Il meccanismo di smontaggio non viene applicato automaticamente. Al termine dell'esecuzione dell'applicazione, per smontare il punto di montaggio e rilasciare lo spazio su disco, è necessario chiamare in modo esplicito un'API di smontaggio nel codice. In caso contrario, il punto di montaggio esiste ancora nel nodo al termine dell'esecuzione dell'applicazione.

Flusso di lavoro di montaggio-processo-smontaggio

Per una gestione affidabile delle risorse, incapsulare le operazioni di montaggio in un blocco try/finally per assicurarsi che la pulizia venga eseguita anche se si verifica un errore.

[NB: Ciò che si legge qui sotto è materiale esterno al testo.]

//! Resources and the local file system they are stored in.

pub mod fs;
pub mod resource;

pub use fs::{FileSystem, LocalFileSystem};
pub use resource::{
    AssetProgress, DataAsset, MetaAsset, ProgressSubscription, RemoteStore, Resource,
    ResourceInfo,
};
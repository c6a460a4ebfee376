//! Local file system boundary.
//!
//! Data assets are read from and written to the local store through this
//! trait so hosts can substitute their own storage. `LocalFileSystem` keeps
//! every path under one root directory.

use async_trait::async_trait;
use std::io;
use std::path::{Component, Path, PathBuf};
use tokio::fs::{self, File};
use tokio::io::{AsyncRead, AsyncWrite};

pub type ReadStream = Box<dyn AsyncRead + Send + Unpin>;
pub type WriteStream = Box<dyn AsyncWrite + Send + Unpin>;

#[async_trait]
pub trait FileSystem: Send + Sync {
    /// Open a file for reading, returning the stream and its length.
    async fn open_read(&self, path: &Path) -> io::Result<(ReadStream, u64)>;

    /// Create (or truncate) a file for writing. Parent directories are created.
    async fn create(&self, path: &Path) -> io::Result<WriteStream>;

    async fn len(&self, path: &Path) -> io::Result<u64>;

    async fn remove(&self, path: &Path) -> io::Result<()>;

    /// Move a file, replacing the destination.
    async fn rename(&self, from: &Path, to: &Path) -> io::Result<()>;
}

/// File system rooted at a directory. Relative paths only.
#[derive(Debug, Clone)]
pub struct LocalFileSystem {
    root: PathBuf,
}

impl LocalFileSystem {
    pub fn new(root: impl Into<PathBuf>) -> Self {
        Self { root: root.into() }
    }

    pub fn root(&self) -> &Path {
        &self.root
    }

    /// Resolve a relative path under the root, rejecting anything that could
    /// escape it.
    pub fn resolve(&self, relative: &Path) -> io::Result<PathBuf> {
        if relative.as_os_str().is_empty() {
            return Err(invalid("Empty path not allowed".to_string()));
        }
        if relative.is_absolute() {
            return Err(invalid(format!(
                "Absolute paths not allowed: {}",
                relative.display()
            )));
        }
        for component in relative.components() {
            match component {
                Component::ParentDir => {
                    return Err(invalid(format!(
                        "Path traversal not allowed: {}",
                        relative.display()
                    )));
                }
                Component::Prefix(_) | Component::RootDir => {
                    return Err(invalid(format!(
                        "Rooted paths not allowed: {}",
                        relative.display()
                    )));
                }
                Component::CurDir | Component::Normal(_) => {}
            }
        }
        Ok(self.root.join(relative))
    }
}

fn invalid(message: String) -> io::Error {
    io::Error::new(io::ErrorKind::InvalidInput, message)
}

#[async_trait]
impl FileSystem for LocalFileSystem {
    async fn open_read(&self, path: &Path) -> io::Result<(ReadStream, u64)> {
        let full = self.resolve(path)?;
        let file = File::open(&full).await?;
        let len = file.metadata().await?.len();
        Ok((Box::new(file), len))
    }

    async fn create(&self, path: &Path) -> io::Result<WriteStream> {
        let full = self.resolve(path)?;
        if let Some(parent) = full.parent() {
            fs::create_dir_all(parent).await?;
        }
        let file = File::create(&full).await?;
        Ok(Box::new(file))
    }

    async fn len(&self, path: &Path) -> io::Result<u64> {
        let full = self.resolve(path)?;
        Ok(fs::metadata(&full).await?.len())
    }

    async fn remove(&self, path: &Path) -> io::Result<()> {
        let full = self.resolve(path)?;
        fs::remove_file(&full).await
    }

    async fn rename(&self, from: &Path, to: &Path) -> io::Result<()> {
        let from = self.resolve(from)?;
        let to = self.resolve(to)?;
        if let Some(parent) = to.parent() {
            fs::create_dir_all(parent).await?;
        }
        fs::rename(&from, &to).await
    }
}

#[cfg(test)]
mod tests {
    use super::*;
    use tempfile::TempDir;
    use tokio::io::{AsyncReadExt, AsyncWriteExt};

    #[test]
    fn test_resolve_rejects_escapes() {
        let fs = LocalFileSystem::new("/data");
        assert!(fs.resolve(Path::new("")).is_err());
        assert!(fs.resolve(Path::new("/etc/passwd")).is_err());
        assert!(fs.resolve(Path::new("../secret")).is_err());
        assert!(fs.resolve(Path::new("a/../../b")).is_err());
        assert_eq!(
            fs.resolve(Path::new("./a/b.bin")).unwrap(),
            PathBuf::from("/data/./a/b.bin")
        );
    }

    #[tokio::test]
    async fn test_write_read_roundtrip() {
        let temp = TempDir::new().unwrap();
        let fs = LocalFileSystem::new(temp.path());

        let mut writer = fs.create(Path::new("nested/dir/file.bin")).await.unwrap();
        writer.write_all(b"payload").await.unwrap();
        writer.shutdown().await.unwrap();
        drop(writer);

        let (mut reader, len) = fs.open_read(Path::new("nested/dir/file.bin")).await.unwrap();
        assert_eq!(len, 7);
        let mut content = Vec::new();
        reader.read_to_end(&mut content).await.unwrap();
        assert_eq!(content, b"payload");
        assert_eq!(fs.len(Path::new("nested/dir/file.bin")).await.unwrap(), 7);
    }

    #[tokio::test]
    async fn test_rename_and_remove() {
        let temp = TempDir::new().unwrap();
        let fs = LocalFileSystem::new(temp.path());
        std::fs::write(temp.path().join("a.tmp"), b"x").unwrap();

        fs.rename(Path::new("a.tmp"), Path::new("out/a.bin"))
            .await
            .unwrap();
        assert!(temp.path().join("out/a.bin").exists());
        assert!(!temp.path().join("a.tmp").exists());

        fs.remove(Path::new("out/a.bin")).await.unwrap();
        assert!(!temp.path().join("out/a.bin").exists());
    }
}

def process_with_mount(source_uri, mount_point):
    """Complete workflow: mount, process, unmount."""
    
    try:
        # Step 1: Check if already mounted
        existing = notebookutils.fs.mounts()
        if any(m.mountPoint == mount_point for m in existing):
            print(f"Already mounted at {mount_point}")
        else:
            notebookutils.fs.mount(source_uri, mount_point)
            print(f"Mounted {source_uri} at {mount_point}")
        
        # Step 2: Process data using local file system
        mount_path = notebookutils.fs.getMountPath(mount_point)
        
        with open(f"{mount_path}/data/input.txt", "r") as f:
            data = f.read()
        
        processed = data.upper()
        
        with open(f"{mount_path}/output/result.txt", "w") as f:
            f.write(processed)
        
        print("Processing complete")
        
    finally:
        # Step 3: Always unmount to release resources
        notebookutils.fs.unmount(mount_point)
        print(f"Unmounted {mount_point}")

process_with_mount(
    "abfss://mycontainer@mystorage.dfs.core.windows.net",
    "/temp_mount"
)

Limitazioni note

  • Le unità di montaggio sono configurazioni a livello di lavoro. Usare l'API mounts per verificare se esiste già un punto di montaggio o se è disponibile.
  • Lo smontaggio non avviene automaticamente. Al termine dell'esecuzione dell'applicazione, chiamare un'API di smontaggio nel codice per rilasciare spazio su disco. In caso contrario, il punto di montaggio rimane sul nodo al termine dell'esecuzione dell'applicazione.
  • Il montaggio di un account di archiviazione ADLS Gen1 non è supportato.